Existe, porém, um modelo em que dezenas, centenas de clubes conseguem se manter prósperos ao mesmo tempo, e esse é um modelo em que o marketing esportivo é tido como prioridade. Por óbvio, em um modelo assim, todo ano continuam caindo quatro times e só um se sagra campeão, mas não é daí que vem a estabilidade e o sucesso de um clube. Esse caráter competitivo é parte fundamental do esporte, e não faz sentido algum sequer cogitar uma mudança nesse aspecto, mas é preciso se implementar um modelo em que mesmo times com sucessivos rebaixamentos continuem sendo viáveis e sólidos.
Se nem todos os clubes podem prosperar ao mesmo tempo buscando vendas de atletas e premiações esportivas, o mesmo não é verdade quando o modelo de negócios é baseado em venda de direitos de transmissão, ingressos e patrocínios, por exemplo.
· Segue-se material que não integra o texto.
//! Semantic code parsing: language-specific chunk extraction (C1).

mod csharp;
mod generic;
mod heuristic;
pub mod languages;
mod util;

use std::collections::BTreeMap;

use codetriever_common::generate_chunk_id;

pub use languages::get_language_from_extension;

use crate::error::ParsingResult;

/// The kind of declaration a [`CodeChunk`] was extracted from.
///
/// This is an open set in spirit — [`ChunkKind::Other`] is the escape hatch
/// for languages (or constructs) with no direct analogue to the closed list
/// the primary grammar distinguishes.
#[derive(Debug, Clone, Copy, PartialEq, Eq, Hash, serde::Serialize, serde::Deserialize)]
#[serde(rename_all = "snake_case")]
pub enum ChunkKind {
    Class,
    Interface,
    Struct,
    Record,
    Enum,
    Method,
    Constructor,
    Property,
    Field,
    Event,
    Indexer,
    /// Anything that doesn't map cleanly onto the above (e.g. a heuristic
    /// fallback match, or a construct specific to a language with no
    /// grammar support).
    Other,
}

impl ChunkKind {
    /// Stable lowercase name, used for payload serialization and logging.
    #[must_use]
    pub const fn as_str(self) -> &'static str {
        match self {
            Self::Class => "class",
            Self::Interface => "interface",
            Self::Struct => "struct",
            Self::Record => "record",
            Self::Enum => "enum",
            Self::Method => "method",
            Self::Constructor => "constructor",
            Self::Property => "property",
            Self::Field => "field",
            Self::Event => "event",
            Self::Indexer => "indexer",
            Self::Other => "other",
        }
    }

    /// Whether this kind introduces a new qualification scope that members
    /// nest under (i.e. a type, not a member).
    #[must_use]
    pub const fn is_type(self) -> bool {
        matches!(
            self,
            Self::Class | Self::Interface | Self::Struct | Self::Record | Self::Enum
        )
    }
}

impl std::fmt::Display for ChunkKind {
    fn fmt(&self, f: &mut std::fmt::Formatter<'_>) -> std::fmt::Result {
        f.write_str(self.as_str())
    }
}

/// A typed semantic code unit extracted from one file.
///
/// See the data model: `id` is a deterministic hash of
/// `(file_path, start_line, end_line, qualified_name)` so re-indexing an
/// unchanged declaration reproduces the same id (P6).
#[derive(Debug, Clone, PartialEq, serde::Serialize, serde::Deserialize)]
pub struct CodeChunk {
    pub id: String,
    pub kind: ChunkKind,
    pub qualified_name: String,
    pub parent_qualified_name: Option<String>,
    pub namespace: Option<String>,
    pub file_path: String,
    pub start_line: usize,
    pub end_line: usize,
    pub content: String,
    /// Ordered, deduplicated list of the file's imports, carried verbatim on
    /// every chunk (not pruned per-chunk).
    pub dependencies: Vec<String>,
    /// Space-separated modifier tokens in source order (e.g. "public static").
    pub modifiers: String,
    /// Free-form kind-specific extras (parameter types, return type, enum
    /// values, property/field/event type).
    pub attrs: BTreeMap<String, String>,
}

impl CodeChunk {
    /// Build a chunk, stamping its deterministic id from the identifying
    /// quadruple.
    #[allow(clippy::too_many_arguments)]
    pub fn new(
        kind: ChunkKind,
        qualified_name: impl Into<String>,
        parent_qualified_name: Option<String>,
        namespace: Option<String>,
        file_path: impl Into<String>,
        start_line: usize,
        end_line: usize,
        content: impl Into<String>,
        dependencies: Vec<String>,
        modifiers: impl Into<String>,
        attrs: BTreeMap<String, String>,
    ) -> Self {
        let file_path = file_path.into();
        let qualified_name = qualified_name.into();
        let id = generate_chunk_id(&file_path, start_line, end_line, &qualified_name);
        Self {
            id,
            kind,
            qualified_name,
            parent_qualified_name,
            namespace,
            file_path,
            start_line,
            end_line,
            content: content.into(),
            dependencies,
            modifiers: modifiers.into(),
            attrs,
        }
    }
}

/// Parses a single source file into semantic chunks.
///
/// Implementations walk a language's syntax tree (or, absent a grammar, a
/// line-oriented heuristic) and must uphold I1–I4: every emitted chunk has
/// `end_line >= start_line >= 1`, a non-empty `kind`/`qualified_name`, and
/// any `parent_qualified_name` names a type chunk emitted for the same file.
pub trait ContentParser: Send + Sync {
    /// Parse `content` (the file at `file_path`) into chunks.
    ///
    /// Syntax errors do not abort parsing — implementations log diagnostics
    /// and return whatever the partial tree admits. `Err` is reserved for
    /// I/O failures handled by the caller and for total parser failure (no
    /// tree produced at all).
    fn parse(&self, file_path: &str, content: &str) -> ParsingResult<Vec<CodeChunk>>;

    /// Whether this parser has dedicated support for `language_id`.
    fn supports_language(&self, language_id: &str) -> bool;
}

/// Dispatches to the appropriate per-language parser (tree-sitter where a
/// grammar is registered, line-oriented heuristics otherwise).
pub struct CodeParser;

impl CodeParser {
    #[must_use]
    pub const fn new() -> Self {
        Self
    }
}

impl Default for CodeParser {
    fn default() -> Self {
        Self::new()
    }
}

impl ContentParser for CodeParser {
    fn parse(&self, file_path: &str, content: &str) -> ParsingResult<Vec<CodeChunk>> {
        if content.trim().is_empty() {
            return Ok(Vec::new());
        }

        let language_id = get_language_from_extension(file_path);

        match language_id.as_deref() {
            Some("csharp") => csharp::parse(file_path, content),
            Some(lang) if languages::get_language_config(lang).is_some() => {
                generic::parse(lang, file_path, content)
            }
            _ => heuristic::parse(language_id.as_deref(), file_path, content),
        }
    }

    fn supports_language(&self, language_id: &str) -> bool {
        language_id == "csharp" || languages::get_language_config(language_id).is_some()
    }
}

#[cfg(test)]
mod tests {
    use super::*;

    #[test]
    fn empty_file_yields_no_chunks() {
        let parser = CodeParser::new();
        let chunks = parser.parse("empty.rs", "   \n\n  ").expect("parses");
        assert!(chunks.is_empty());
    }

    #[test]
    fn chunk_kind_round_trips_through_as_str() {
        for kind in [
            ChunkKind::Class,
            ChunkKind::Interface,
            ChunkKind::Struct,
            ChunkKind::Record,
            ChunkKind::Enum,
            ChunkKind::Method,
            ChunkKind::Constructor,
            ChunkKind::Property,
            ChunkKind::Field,
            ChunkKind::Event,
            ChunkKind::Indexer,
            ChunkKind::Other,
        ] {
            assert!(!kind.as_str().is_empty());
        }
    }

    #[test]
    fn id_is_stable_for_identical_inputs() {
        let attrs = BTreeMap::new();
        let a = CodeChunk::new(
            ChunkKind::Method,
            "C.M",
            Some("C".to_string()),
            None,
            "a.cs",
            3,
            5,
            "void M(){}",
            vec![],
            "public",
            attrs.clone(),
        );
        let b = CodeChunk::new(
            ChunkKind::Method,
            "C.M",
            Some("C".to_string()),
            None,
            "a.cs",
            3,
            5,
            "void M(){}",
            vec![],
            "public",
            attrs,
        );
        assert_eq!(a.id, b.id);
    }
}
Isso vale para os Estados Unidos, Inglaterra, mas principalmente para o Brasil, com suas dezenas de potências estaduais e regionais. E aqui entra o que comentei em meu último artigo: parte vital desse processo é transformar as partidas de futebol no Brasil (e o mesmo vale para outros esportes) em um verdadeiro entretenimento.
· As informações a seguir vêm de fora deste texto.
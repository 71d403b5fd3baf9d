//! Application bootstrap and service initialization.
//!
//! Separates service construction and dependency injection from the binary
//! entry point, mirroring the corpus's `bootstrap::initialize_app_state`
//! shape but wiring the new component boundaries: `RepoFetcher` ->
//! `ChunkingService` -> `EmbeddingClient` -> `VectorStore` feeding an
//! `Indexer`/`JobRegistry` pair, and a separate `QueryEngine` over the same
//! embedding/vector-store/chat backends.

use std::sync::Arc;

use codetriever_config::ApplicationConfig;
use codetriever_embeddings::{EmbeddingClient, HttpEmbeddingClient};
use codetriever_indexing::{Indexer, JobRegistry};
use codetriever_meta_data::{GitRepoFetcher, RepoFetcher};
use codetriever_parsing::{ChunkingService, TokenBudget};
use codetriever_search::{ChatClient, HttpChatClient, QueryEngine};
use codetriever_vector_data::{QdrantStore, VectorStore};
use tracing::info;

use crate::AppState;

/// Bootstrap result type.
pub type BootstrapResult<T> = anyhow::Result<T>;

/// Initialize vector storage (Qdrant) and ensure the collection exists.
///
/// # Errors
///
/// Returns an error if the client cannot be constructed or the collection
/// cannot be created.
pub async fn setup_vector_store(config: &ApplicationConfig) -> BootstrapResult<Arc<dyn VectorStore>> {
    info!("Initializing vector storage...");
    let dimension = config.vector_storage.dimension as u64;
    let store = QdrantStore::connect(&config.vector_storage.url(), config.vector_storage.collection_name.clone(), dimension)?;
    store.init().await?;
    Ok(Arc::new(store) as Arc<dyn VectorStore>)
}

/// Initialize the embedding client.
#[must_use]
pub fn setup_embedding_client(config: &ApplicationConfig) -> Arc<dyn EmbeddingClient> {
    info!("Initializing embedding client...");
    Arc::new(HttpEmbeddingClient::new(config.embedding.clone())) as Arc<dyn EmbeddingClient>
}

/// Initialize the chat client backing `QueryEngine`'s answer synthesis.
#[must_use]
pub fn setup_chat_client(config: &ApplicationConfig) -> Arc<dyn ChatClient> {
    info!("Initializing chat client...");
    Arc::new(HttpChatClient::new(config.chat.clone())) as Arc<dyn ChatClient>
}

/// Initialize the repository fetcher rooted at `config.repo.storage_path`.
#[must_use]
pub fn setup_repo_fetcher(config: &ApplicationConfig) -> Arc<dyn RepoFetcher> {
    Arc::new(GitRepoFetcher::new(config.repo.storage_path.clone())) as Arc<dyn RepoFetcher>
}

/// Initialize the indexing control plane (C6/C8).
#[must_use]
pub fn setup_job_registry(
    config: &ApplicationConfig,
    fetcher: Arc<dyn RepoFetcher>,
    embedder: Arc<dyn EmbeddingClient>,
    store: Arc<dyn VectorStore>,
) -> Arc<JobRegistry> {
    info!("Initializing indexing control plane...");
    let preparer = ChunkingService::new(TokenBudget::new(config.chunking.max_tokens, config.chunking.chars_per_token));
    let indexer = Indexer::new(
        fetcher,
        preparer,
        embedder,
        store,
        config.indexing.embed_batch,
        config.indexing.progress_interval,
    );
    Arc::new(JobRegistry::new(Arc::new(indexer)))
}

/// Initialize the RAG query pipeline (C7).
#[must_use]
pub fn setup_query_engine(
    embedder: Arc<dyn EmbeddingClient>,
    store: Arc<dyn VectorStore>,
    chat: Arc<dyn ChatClient>,
) -> Arc<QueryEngine> {
    info!("Initializing query engine...");
    Arc::new(QueryEngine::new(embedder, store, chat))
}

/// Initialize all services and build the application state.
///
/// # Errors
///
/// Returns an error if vector store initialization fails.
pub async fn initialize_app_state(config: &ApplicationConfig) -> BootstrapResult<AppState> {
    let vector_store = setup_vector_store(config).await?;
    let embedding_client = setup_embedding_client(config);
    let chat_client = setup_chat_client(config);
    let repo_fetcher = setup_repo_fetcher(config);

    let registry = setup_job_registry(config, repo_fetcher, Arc::clone(&embedding_client), Arc::clone(&vector_store));
    let query_engine = setup_query_engine(embedding_client, Arc::clone(&vector_store), chat_client);

    info!("Application state initialized successfully");
    Ok(AppState::new(registry, query_engine, vector_store))
}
Não vou me estender muito mais, mas queria deixar um exemplo prático dessas diferentes perspectivas. E esse exemplo é especialmente importante porque boa parte das pessoas torce o nariz para a ideia de “americanizar” o esporte brasileiro sob o argumento de que algumas práticas não fazem parte da nossa cultura. O exemplo, então, é bem simples, e vai ser bastante claro para quem acompanha tanto a Premier League quanto a NFL (ou o college football). Pense na entrada dos times em campo e na mensagem que essa entrada passa aos torcedores e espectadores. Mais do que isso, pense em como isso se compara com o que observávamos no Brasil há duas décadas e com o que observamos hoje.
Para os que não acompanham as ligas, ou nunca perceberam as diferentes abordagens, a diferença é simples. Na Premier League, os times entram juntos em campo, se alinhando para cumprimentos antes da partida. A mensagem que se passa é de organização e profissionalismo, dando início a partidas de alto nível técnico. É exatamente o mesmo ritual que se busca seguir no Brasil, ainda que a tentativa de se posicionar como uma liga organizada, profissional e de alto nível técnico tenha uma dificuldade muito maior de ter sucesso aqui.
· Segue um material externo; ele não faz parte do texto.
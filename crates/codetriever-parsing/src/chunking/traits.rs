//! Token-counting abstraction shared by the heuristic default counter and
//! the optional `tiktoken` precise counter.

/// Counts tokens for a text, against some model's vocabulary (or an
/// estimator that doesn't need one).
pub trait TokenCounter: Send + Sync {
    /// Identifier for logging/selection (e.g. a model name, or `"chars/3"`).
    fn name(&self) -> &str;

    /// Maximum tokens this counter's associated budget allows.
    fn max_tokens(&self) -> usize;

    /// Count tokens in a single text.
    fn count(&self, text: &str) -> usize;

    /// Count tokens across several texts, in order.
    fn count_batch(&self, texts: &[&str]) -> Vec<usize> {
        texts.iter().map(|t| self.count(t)).collect()
    }
}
Nos Estados Unidos, por outro lado, os times entram separados, muitas vezes com rituais de entrada muito específicos a tradicionais, que normalmente envolvem bandeiras e mascotes. Minha universidade, por exemplo, inicia suas partidas com bandeiras, cheeleaders e, principalmente, um cavalo Appaloosa com um índio carregando uma lança em chamas que é fincada em campo logo antes da entrada dos atletas. É um processo muito mais voltado para o entretenimento e muito mais parecido com o que se observava no futebol brasileiro há algumas décadas. As famosas recepções de torcidas brasileiras, no entanto, se perderam na tola tentativa de profissionalização do esporte nacional.
O país responsável pelo maior espetáculo da Terra não precisa copiar os Estados Unidos em absolutamente nada, mas o foco aqui precisa ser o mesmo que lá. A busca pela criação de entretenimento ao redor dos eventos esportivos pode (e precisa) ter a cara do Brasil, mas essa precisa, repito, ser o foco. O cavalo Appaloosa e as cheerleaders dariam espaço às bandeiras, papel picado e sinalizadores, de forma a criar um espetáculo com a cara do país que torne viáveis dezenas de clubes nas mais diversas regiões do Brasil.